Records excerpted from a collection
►
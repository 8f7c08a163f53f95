//! Data execution: database sessions, pooling, row shaping.

pub mod data;
pub mod executor;
pub mod mapping;
pub mod pool;

pub use data::{DataMeta, DataResult, DataService, ParameterValue, Timings};
pub use executor::{SqlExecutor, SqlSession, TdsExecutor};
pub use mapping::RowMapper;
pub use pool::{ConnectionPool, PoolRegistry, PooledClient};
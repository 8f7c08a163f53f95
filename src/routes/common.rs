//! Common routes: health, readiness, version.

use crate::state::AppState;
use axum::{extract::State, http::StatusCode, routing::get, Json, Router};
use serde::Serialize;

#[derive(Serialize)]
struct HealthBody {
    status: &'static str,
}

#[derive(Serialize)]
#[serde(rename_all = "camelCase")]
struct ReadyBody {
    status: &'static str,
    config_hash: String,
}

async fn health() -> Json<HealthBody> {
    Json(HealthBody { status: "ok" })
}

/// Ready once a configuration has loaded without document-level errors.
async fn ready(State(state): State<AppState>) -> (StatusCode, Json<ReadyBody>) {
    let snapshot = state.current();
    let ok = !snapshot.is_placeholder() && snapshot.services.errors.is_empty();
    let status = if ok { StatusCode::OK } else { StatusCode::SERVICE_UNAVAILABLE };
    (
        status,
        Json(ReadyBody {
            status: if ok { "ok" } else { "degraded" },
            config_hash: snapshot.hash.clone(),
        }),
    )
}

async fn version() -> Json<serde_json::Value> {
    Json(serde_json::json!({
        "name": env!("CARGO_PKG_NAME"),
        "version": env!("CARGO_PKG_VERSION")
    }))
}

/// GET /health, /ready, /version.
pub fn common_routes(state: AppState) -> Router {
    Router::new()
        .route("/health", get(health))
        .route("/ready", get(ready))
        .route("/version", get(version))
        .with_state(state)
}
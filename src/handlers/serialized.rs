//! JSON views of descriptors for the meta and errors endpoints. Credentials never appear.

use crate::config::*;
use crate::sql::{Clauses, ParameterType, SqlDbType};
use serde::{Serialize, Serializer};
use serde_json::{Map, Value};

/// Serializes as a JSON object with keys in entry order.
#[derive(Clone, Debug, PartialEq)]
pub struct Ordered<K, V>(pub Vec<(K, V)>);

impl<K, V> Ordered<K, V> {
    pub fn is_empty(&self) -> bool {
        self.0.is_empty()
    }
}

impl<K, V> Default for Ordered<K, V> {
    fn default() -> Self {
        Ordered(Vec::new())
    }
}

impl<K, V> FromIterator<(K, V)> for Ordered<K, V> {
    fn from_iter<I: IntoIterator<Item = (K, V)>>(iter: I) -> Self {
        Ordered(iter.into_iter().collect())
    }
}

impl<K: Serialize, V: Serialize> Serialize for Ordered<K, V> {
    fn serialize<S: Serializer>(&self, serializer: S) -> Result<S::Ok, S::Error> {
        serializer.collect_map(self.0.iter().map(|(k, v)| (k, v)))
    }
}

#[derive(Serialize)]
#[serde(rename_all = "camelCase")]
pub struct ParameterTypeSerialized<'a> {
    #[serde(skip_serializing_if = "Option::is_none")]
    pub name: Option<&'a str>,
    #[serde(rename = "type")]
    pub type_text: String,
    pub sql_db_type: SqlDbType,
    #[serde(skip_serializing_if = "Option::is_none")]
    pub description: Option<&'a str>,
}

impl<'a> From<&'a ParameterType> for ParameterTypeSerialized<'a> {
    fn from(t: &'a ParameterType) -> Self {
        ParameterTypeSerialized {
            name: t.name.as_deref(),
            type_text: t.type_text(),
            sql_db_type: t.sql_db_type,
            description: t.description.as_deref(),
        }
    }
}

#[derive(Serialize)]
#[serde(rename_all = "camelCase")]
pub struct ParameterSerialized<'a> {
    pub name: &'a str,
    pub sql_name: &'a str,
    /// Inline `sqlType`, when the parameter declares one.
    #[serde(skip_serializing_if = "Option::is_none")]
    pub sql_type: Option<String>,
    /// Named parameter type, when the parameter references one.
    #[serde(rename = "type", skip_serializing_if = "Option::is_none")]
    pub type_ref: Option<ParameterTypeSerialized<'a>>,
    pub optional: bool,
    #[serde(skip_serializing_if = "Option::is_none")]
    pub default: Option<Value>,
    #[serde(skip_serializing_if = "Option::is_none")]
    pub description: Option<&'a str>,
}

impl<'a> From<&'a Parameter> for ParameterSerialized<'a> {
    fn from(p: &'a Parameter) -> Self {
        let (sql_type, type_ref) = match &p.type_source {
            ParameterTypeSource::SqlType(t) => (Some(t.type_text()), None),
            ParameterTypeSource::Named(t) => (None, Some(ParameterTypeSerialized::from(t))),
        };
        ParameterSerialized {
            name: &p.name,
            sql_name: &p.sql_name,
            sql_type,
            type_ref,
            optional: p.optional,
            default: p.optional.then(|| p.default.to_json()),
            description: p.description.as_deref(),
        }
    }
}

pub fn parameters_map(parameters: &NameMap<Parameter>) -> Ordered<&str, ParameterSerialized<'_>> {
    parameters.iter().map(|(name, p)| (name, p.into())).collect()
}

fn parameter_types_map(types: &NameMap<ParameterType>) -> Ordered<&str, ParameterTypeSerialized<'_>> {
    types.iter().map(|(name, t)| (name, t.into())).collect()
}

fn no_errors(errors: &&[String]) -> bool {
    errors.is_empty()
}

fn column_text(c: &ColumnRef) -> String {
    if c.instance == 0 {
        c.name.clone()
    } else {
        format!("{}`{}", c.name, c.instance + 1)
    }
}

/// Render a mapping back in its configuration form.
pub fn mapping_value(node: &MappingNode) -> Value {
    let mut obj = Map::new();
    if let Some(exists) = &node.exists {
        obj.insert(EXISTS_KEY.to_string(), Value::String(column_text(exists)));
    }
    for (key, mapping) in &node.columns {
        let value = match mapping {
            ColumnMapping::Column(c) => Value::String(column_text(c)),
            ColumnMapping::Object(inner) => mapping_value(inner),
        };
        obj.insert(key.clone(), value);
    }
    Value::Object(obj)
}

#[derive(Serialize)]
#[serde(rename_all = "camelCase")]
pub struct MethodSerialized<'a> {
    pub name: &'a str,
    #[serde(skip_serializing_if = "Option::is_none")]
    pub description: Option<&'a str>,
    #[serde(skip_serializing_if = "Option::is_none")]
    pub deprecated: Option<&'a str>,
    #[serde(skip_serializing_if = "Option::is_none")]
    pub connection: Option<ConnectionView<'a>>,
    pub parameters: Ordered<&'a str, ParameterSerialized<'a>>,
    #[serde(skip_serializing_if = "Option::is_none")]
    pub query: Option<&'a Clauses>,
    #[serde(skip_serializing_if = "Option::is_none")]
    pub sql: Option<&'a str>,
    #[serde(skip_serializing_if = "Option::is_none")]
    pub result: Option<Value>,
    #[serde(skip_serializing_if = "no_errors")]
    pub errors: &'a [String],
}

impl<'a> From<&'a Method> for MethodSerialized<'a> {
    fn from(m: &'a Method) -> Self {
        MethodSerialized {
            name: &m.name,
            description: m.description.as_deref(),
            deprecated: m.deprecated.as_deref(),
            connection: m.connection.as_ref().map(Connection::view),
            parameters: parameters_map(&m.parameters),
            query: m.query.as_ref().map(|q| &q.clauses),
            sql: m.sql(),
            result: m.mapping.as_ref().map(mapping_value),
            errors: &m.errors,
        }
    }
}

#[derive(Serialize)]
#[serde(rename_all = "camelCase")]
pub struct ServiceSerialized<'a> {
    pub name: &'a str,
    #[serde(skip_serializing_if = "Option::is_none")]
    pub base: Option<&'a str>,
    pub tokens: Ordered<&'a str, Option<&'a str>>,
    #[serde(skip_serializing_if = "Option::is_none")]
    pub connection: Option<ConnectionView<'a>>,
    pub parameter_types: Ordered<&'a str, ParameterTypeSerialized<'a>>,
    pub methods: Ordered<&'a str, MethodSerialized<'a>>,
    #[serde(skip_serializing_if = "no_errors")]
    pub errors: &'a [String],
}

impl<'a> ServiceSerialized<'a> {
    pub fn new(services: &'a ServiceCollection, s: &'a Service) -> Self {
        ServiceSerialized {
            name: &s.name,
            base: s.base.map(|i| services.service(i).name.as_str()),
            tokens: s.tokens.iter().map(|(k, v)| (k, v.as_deref())).collect(),
            connection: s.connection.as_ref().map(Connection::view),
            parameter_types: parameter_types_map(&s.parameter_types),
            methods: s.methods.iter().map(|(name, m)| (name, m.into())).collect(),
            errors: &s.errors,
        }
    }
}

/// `{ "errors": [...] }` for one method.
#[derive(Serialize)]
pub struct MethodErrors<'a> {
    pub errors: &'a [String],
}

/// A failing service: its own errors and those of its failing methods.
#[derive(Serialize)]
pub struct ServiceErrors<'a> {
    pub errors: &'a [String],
    pub methods: Ordered<&'a str, MethodErrors<'a>>,
}

impl<'a> From<&'a Service> for ServiceErrors<'a> {
    fn from(s: &'a Service) -> Self {
        ServiceErrors {
            errors: &s.errors,
            methods: s
                .methods
                .iter()
                .filter(|(_, m)| !m.errors.is_empty())
                .map(|(name, m)| (name, MethodErrors { errors: &m.errors }))
                .collect(),
        }
    }
}

/// Discovery link.
#[derive(Serialize, Clone, Debug, PartialEq, Eq)]
pub struct Link {
    pub rel: &'static str,
    pub href: String,
}

impl Link {
    pub fn new(rel: &'static str, href: impl Into<String>) -> Self {
        Link { rel, href: href.into() }
    }
}

#[cfg(test)]
mod tests {
    use super::*;
    use pretty_assertions::assert_eq;
    use serde_json::json;

    #[test]
    fn service_view_hides_credentials_and_renders_mapping() {
        let doc = json!({
            "services": {
                "S": {
                    "$": { "t": "x" },
                    "connection": { "dataSource": "db", "userID": "sa", "password": "hunter2" },
                    "methods": {
                        "M": {
                            "parameters": { "id": { "sqlType": "int", "optional": true, "default": 3 } },
                            "query": { "select": "a.Id, b.Id", "from": "a JOIN b ON a.Id = b.A" },
                            "result": { "id": "Id", "other": { "<exists>": "Id`2", "id": "Id`2" } }
                        }
                    }
                }
            }
        });
        let coll = resolve(&doc).services;
        let view = serde_json::to_value(ServiceSerialized::new(&coll, coll.get("S").unwrap())).unwrap();
        let text = view.to_string();
        assert!(!text.contains("hunter2"));
        assert!(!text.contains("sa\""));
        assert_eq!(view["connection"], json!({ "dataSource": "db" }));
        let m = &view["methods"]["M"];
        assert_eq!(m["parameters"]["id"], json!({ "name": "id", "sqlName": "@id", "sqlType": "int", "optional": true, "default": 3 }));
        assert_eq!(m["result"], json!({ "id": "Id", "other": { "<exists>": "Id`2", "id": "Id`2" } }));
        assert_eq!(m["query"]["select"], json!("a.Id, b.Id"));
        assert!(m.get("errors").is_none());
    }
}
◄
• **Work task**
Collect each line above holding the string "StatusCode".

• **Response to the exercise**
use axum::{extract::State, http::StatusCode, routing::get, Json, Router};
async fn ready(State(state): State<AppState>) -> (StatusCode, Json<ReadyBody>) {
    let status = if ok { StatusCode::OK } else { StatusCode::SERVICE_UNAVAILABLE };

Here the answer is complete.